Effects of HF CON and HF dietary MR on hepatic gene expression and on liver and serum triglycerides in WT and Fgf21^−/− mice. WT and Fgf21^−/− mice (12 weeks old) were fed the HF CON diet for 4 weeks before half the mice of each genotype were randomized to remain on the HF CON diet and the remaining half of mice were switched to the HF MR diet for 8 weeks. Effects of MR on hepatic lipogenic gene expression (A and B) or NRF2-sensitive and ATF4-sensitive gene expression (E) were expressed as fold change in the MR group/CON group within genotype for each gene (A and E). The respective mRNAs were measured by real-time PCR. Expression of SCD-1 (B) and FASN (C) was determined in representative liver microsomes for SCD-1 and cytosol for FASN in mice from each genotype and diet. Expression of SCD-1 and FASN were expressed relative to β-actin. D: Serum and liver triglycerides were measured as described in research design and methods. Means in panel D that are annotated with different letters (a, b, c) within tissue differ at P < 0.05 (n = 10/group). Fold-changes in expression for each gene in panels A and E are representative of 10 mice per diet per genotype. Means annotated with an * differ from the CON diet within genotype at P < 0.05.

Figure 5

Effects of HF CON and HF dietary MR on gene expression in BAT and WAT from WT and Fgf21^−/− mice.
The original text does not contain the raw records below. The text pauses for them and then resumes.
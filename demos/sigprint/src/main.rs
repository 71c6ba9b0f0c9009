mod cli;

use clap::Parser;
use log::info;
use sigdesc::prelude::*;
use std::io::{Error, ErrorKind};

use crate::cli::Args;

fn main() -> std::io::Result<()> {
    let args = Args::parse();

    if args.verbose {
        env_logger::Builder::from_default_env()
            .filter_level(log::LevelFilter::Info)
            .init();
    } else {
        env_logger::init();
    }

    let signum = match (args.signum, args.name()) {
        (Some(signum), _) => signum,
        (None, Some(query)) => from_name(query).ok_or_else(|| {
            Error::new(
                ErrorKind::InvalidInput,
                format!("unknown signal name: {query}"),
            )
        })?,
        (None, None) => {
            return Err(Error::new(ErrorKind::InvalidInput, "no signal given"));
        }
    };

    info!("resolved query to signal {signum}");

    // Always print the number next to the description; the text alone can
    // be ambiguous across platforms.
    match name(signum) {
        Some(sig_name) => println!("signal {signum} ({sig_name}): {}", describe(signum)),
        None => println!("signal {signum}: {}", describe(signum)),
    }

    Ok(())
}
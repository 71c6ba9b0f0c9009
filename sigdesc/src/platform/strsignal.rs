/// Native-facility backend wrapping `strsignal(3)`.
use std::ffi::{c_char, c_int, CStr};

extern "C" {
    // POSIX.1-2008; present on every Unix target this crate builds for.
    fn strsignal(signum: c_int) -> *mut c_char;
}

/// Call `f` with the platform's description of `signum`, or `None` when the
/// facility has nothing usable.
///
/// The borrow handed to the closure lasts only for the call: the platform is
/// allowed to reuse the returned buffer on a later `strsignal` invocation,
/// so the text is never handed out directly.
pub(crate) fn with_description<R>(signum: c_int, f: impl FnOnce(Option<&str>) -> R) -> R {
    // SAFETY: `strsignal` accepts any signal number and returns either NULL
    // or a pointer into libc-owned storage; it never returns a dangling
    // pointer.
    let ptr = unsafe { strsignal(signum) };
    if ptr.is_null() {
        return f(None);
    }
    // SAFETY: the pointer is non-NULL and addresses a NUL-terminated string
    // that stays valid at least until the next `strsignal` call on this
    // thread, which cannot happen while `f` runs.
    let text = unsafe { CStr::from_ptr(ptr) };
    // Signal descriptions are plain ASCII on real platforms; anything else
    // is treated as a miss rather than a panic.
    f(text.to_str().ok())
}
WT and Fgf21^−/− mice (12 weeks old) were fed the HF CON diet for 4 weeks before half of the mice of each genotype were randomized to remain on the HF CON diet and the remaining half of mice were switched to the HF MR diet for 8 weeks. Effects of MR on thermogenic gene expression in BAT (A), lipogenic gene expression in IWAT (B), and browning genes in IWAT (C) were expressed as fold change in the MR group/CON group within genotype for mRNA levels for each gene and tissue. The respective mRNAs were measured by real-time PCR, and the means are representative of 10 mice per diet per genotype. Means annotated with an * differ from the CON diet within genotype at P < 0.05.